> THE TASK
Work through the entries below and show every line in which "parser" is found.

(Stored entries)
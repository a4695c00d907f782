pub mod builtin;
pub mod config;
pub mod parser;
pub mod types;

pub use config::{CollectionConfig, ContentConfig, FieldConfig, FieldType};
pub use parser::{load_collections, parse_config, parse_config_str, CONFIG_FILE};
pub use types::{CollectionDefinition, CollectionSchema, Coercion, FieldKind, SchemaField};
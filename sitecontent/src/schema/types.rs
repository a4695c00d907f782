use crate::assets::{ImageResolver, RelativeImageResolver};
use crate::error::{ContentError, Result};
use crate::loader::GlobLoader;
use crate::validation;
use serde::Serialize;
use std::collections::HashSet;
use std::path::Path;
use std::sync::Arc;

/// A named collection: where its files live and the schema they must satisfy.
#[derive(Debug, Clone, Serialize)]
pub struct CollectionDefinition {
    pub name: String,
    pub loader: GlobLoader,
    pub schema: CollectionSchema,
}

impl CollectionDefinition {
    pub fn new(name: impl Into<String>, loader: GlobLoader, schema: CollectionSchema) -> Self {
        CollectionDefinition {
            name: name.into(),
            loader,
            schema,
        }
    }
}

/// The kind of value a field holds once validated.
#[derive(Debug, Clone, PartialEq, Eq, Serialize)]
#[serde(tag = "type", content = "values", rename_all = "snake_case")]
pub enum FieldKind {
    String,
    Boolean,
    Enum(Vec<String>),
    Date,
    Url,
    Image,
}

/// How a raw value is turned into a typed one.
#[derive(Debug, Clone, Copy, PartialEq, Eq)]
pub enum Coercion {
    Identity,
    StringToDate,
    StringToUrl,
    ImageReference,
}

impl FieldKind {
    pub fn coercion(&self) -> Coercion {
        match self {
            FieldKind::String | FieldKind::Boolean | FieldKind::Enum(_) => Coercion::Identity,
            FieldKind::Date => Coercion::StringToDate,
            FieldKind::Url => Coercion::StringToUrl,
            FieldKind::Image => Coercion::ImageReference,
        }
    }

    /// Short name used in error messages.
    pub fn label(&self) -> &'static str {
        match self {
            FieldKind::String => "string",
            FieldKind::Boolean => "boolean",
            FieldKind::Enum(_) => "enum",
            FieldKind::Date => "date",
            FieldKind::Url => "url",
            FieldKind::Image => "image",
        }
    }
}

/// A single declared field. Fields are required unless marked optional or
/// given a default.
#[derive(Debug, Clone, PartialEq, Serialize)]
pub struct SchemaField {
    name: String,
    kind: FieldKind,
    required: bool,
    #[serde(skip_serializing_if = "Option::is_none")]
    default: Option<serde_json::Value>,
}

impl SchemaField {
    pub fn new(name: impl Into<String>, kind: FieldKind) -> Self {
        SchemaField {
            name: name.into(),
            kind,
            required: true,
            default: None,
        }
    }

    pub fn string(name: impl Into<String>) -> Self {
        Self::new(name, FieldKind::String)
    }

    pub fn boolean(name: impl Into<String>) -> Self {
        Self::new(name, FieldKind::Boolean)
    }

    pub fn date(name: impl Into<String>) -> Self {
        Self::new(name, FieldKind::Date)
    }

    pub fn url(name: impl Into<String>) -> Self {
        Self::new(name, FieldKind::Url)
    }

    pub fn image(name: impl Into<String>) -> Self {
        Self::new(name, FieldKind::Image)
    }

    pub fn enumeration<I, S>(name: impl Into<String>, values: I) -> Self
    where
        I: IntoIterator<Item = S>,
        S: Into<String>,
    {
        Self::new(
            name,
            FieldKind::Enum(values.into_iter().map(Into::into).collect()),
        )
    }

    pub fn optional(mut self) -> Self {
        self.required = false;
        self
    }

    /// Declare a default. A field with a default is never required.
    pub fn default_value(mut self, value: impl Into<serde_json::Value>) -> Self {
        self.required = false;
        self.default = Some(value.into());
        self
    }

    pub fn name(&self) -> &str {
        &self.name
    }

    pub fn kind(&self) -> &FieldKind {
        &self.kind
    }

    pub fn is_required(&self) -> bool {
        self.required
    }

    pub fn default(&self) -> Option<&serde_json::Value> {
        self.default.as_ref()
    }

    pub fn coercion(&self) -> Coercion {
        self.kind.coercion()
    }
}

/// Ordered set of fields for one collection.
#[derive(Debug, Clone, Serialize)]
pub struct CollectionSchema {
    fields: Vec<SchemaField>,
    additional_properties: bool,
    #[serde(skip)]
    images: Arc<dyn ImageResolver>,
}

impl CollectionSchema {
    /// Build a schema, rejecting duplicate names, required fields with
    /// defaults, empty enums, image defaults and defaults that do not coerce.
    pub fn new(fields: Vec<SchemaField>) -> Result<Self> {
        let images: Arc<dyn ImageResolver> = Arc::new(RelativeImageResolver);
        let mut seen = HashSet::new();

        for field in &fields {
            if !seen.insert(field.name.as_str()) {
                return Err(ContentError::Schema(format!(
                    "Duplicate field '{}'",
                    field.name
                )));
            }

            if let FieldKind::Enum(values) = &field.kind {
                if values.is_empty() {
                    return Err(ContentError::Schema(format!(
                        "Enum field '{}' declares no values",
                        field.name
                    )));
                }
            }

            if let Some(default) = &field.default {
                if field.required {
                    return Err(ContentError::Schema(format!(
                        "Field '{}' is required and cannot declare a default",
                        field.name
                    )));
                }
                if field.kind == FieldKind::Image {
                    return Err(ContentError::Schema(format!(
                        "Image field '{}' cannot declare a default",
                        field.name
                    )));
                }
                validation::coerce_value(&field.kind, default, images.as_ref(), Path::new(""))
                    .map_err(|reason| {
                        ContentError::Schema(format!(
                            "Default for field '{}' is invalid: {reason}",
                            field.name
                        ))
                    })?;
            }
        }

        Ok(CollectionSchema {
            fields,
            additional_properties: true,
            images,
        })
    }

    /// Replace the image resolver used for image-reference fields.
    pub fn with_images(mut self, images: Arc<dyn ImageResolver>) -> Self {
        self.images = images;
        self
    }

    /// Reject undeclared keys instead of stripping them.
    pub fn deny_unknown_fields(mut self) -> Self {
        self.additional_properties = false;
        self
    }

    pub fn fields(&self) -> &[SchemaField] {
        &self.fields
    }

    pub fn field(&self, name: &str) -> Option<&SchemaField> {
        self.fields.iter().find(|f| f.name == name)
    }

    pub fn additional_properties(&self) -> bool {
        self.additional_properties
    }

    pub fn images(&self) -> &dyn ImageResolver {
        self.images.as_ref()
    }
}

#[cfg(test)]
mod tests {
    use super::*;

    #[test]
    fn test_fields_keep_declared_order() {
        let schema = CollectionSchema::new(vec![
            SchemaField::string("title"),
            SchemaField::date("pubDate"),
            SchemaField::boolean("draft").default_value(false),
        ])
        .unwrap();

        let names: Vec<&str> = schema.fields().iter().map(|f| f.name()).collect();
        assert_eq!(names, vec!["title", "pubDate", "draft"]);
        assert!(schema.field("pubDate").unwrap().is_required());
        assert!(!schema.field("draft").unwrap().is_required());
    }

    #[test]
    fn test_duplicate_field_rejected() {
        let err = CollectionSchema::new(vec![
            SchemaField::string("title"),
            SchemaField::string("title").optional(),
        ])
        .unwrap_err();
        assert!(err.to_string().contains("Duplicate field 'title'"));
    }

    #[test]
    fn test_default_must_coerce() {
        let err = CollectionSchema::new(vec![SchemaField::boolean("petFriendly").default_value("no")])
            .unwrap_err();
        assert!(err.to_string().contains("petFriendly"));

        let err = CollectionSchema::new(vec![
            SchemaField::enumeration("tier", ["free", "paid"]).default_value("gold"),
        ])
        .unwrap_err();
        assert!(err.to_string().contains("tier"));
    }

    #[test]
    fn test_empty_enum_rejected() {
        let empty: Vec<String> = Vec::new();
        let err = CollectionSchema::new(vec![SchemaField::enumeration("tier", empty)]).unwrap_err();
        assert!(matches!(err, ContentError::Schema(_)));
    }

    #[test]
    fn test_image_default_rejected() {
        let err = CollectionSchema::new(vec![SchemaField::image("cover").default_value("./a.png")])
            .unwrap_err();
        assert!(err.to_string().contains("cover"));
    }

    #[test]
    fn test_coercion_follows_kind() {
        assert_eq!(SchemaField::string("a").coercion(), Coercion::Identity);
        assert_eq!(SchemaField::enumeration("b", ["x"]).coercion(), Coercion::Identity);
        assert_eq!(SchemaField::date("c").coercion(), Coercion::StringToDate);
        assert_eq!(SchemaField::url("d").coercion(), Coercion::StringToUrl);
        assert_eq!(SchemaField::image("e").coercion(), Coercion::ImageReference);
    }
}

> EXERCISE OUTPUT
pub mod parser;
pub use parser::{load_collections, parse_config, parse_config_str, CONFIG_FILE};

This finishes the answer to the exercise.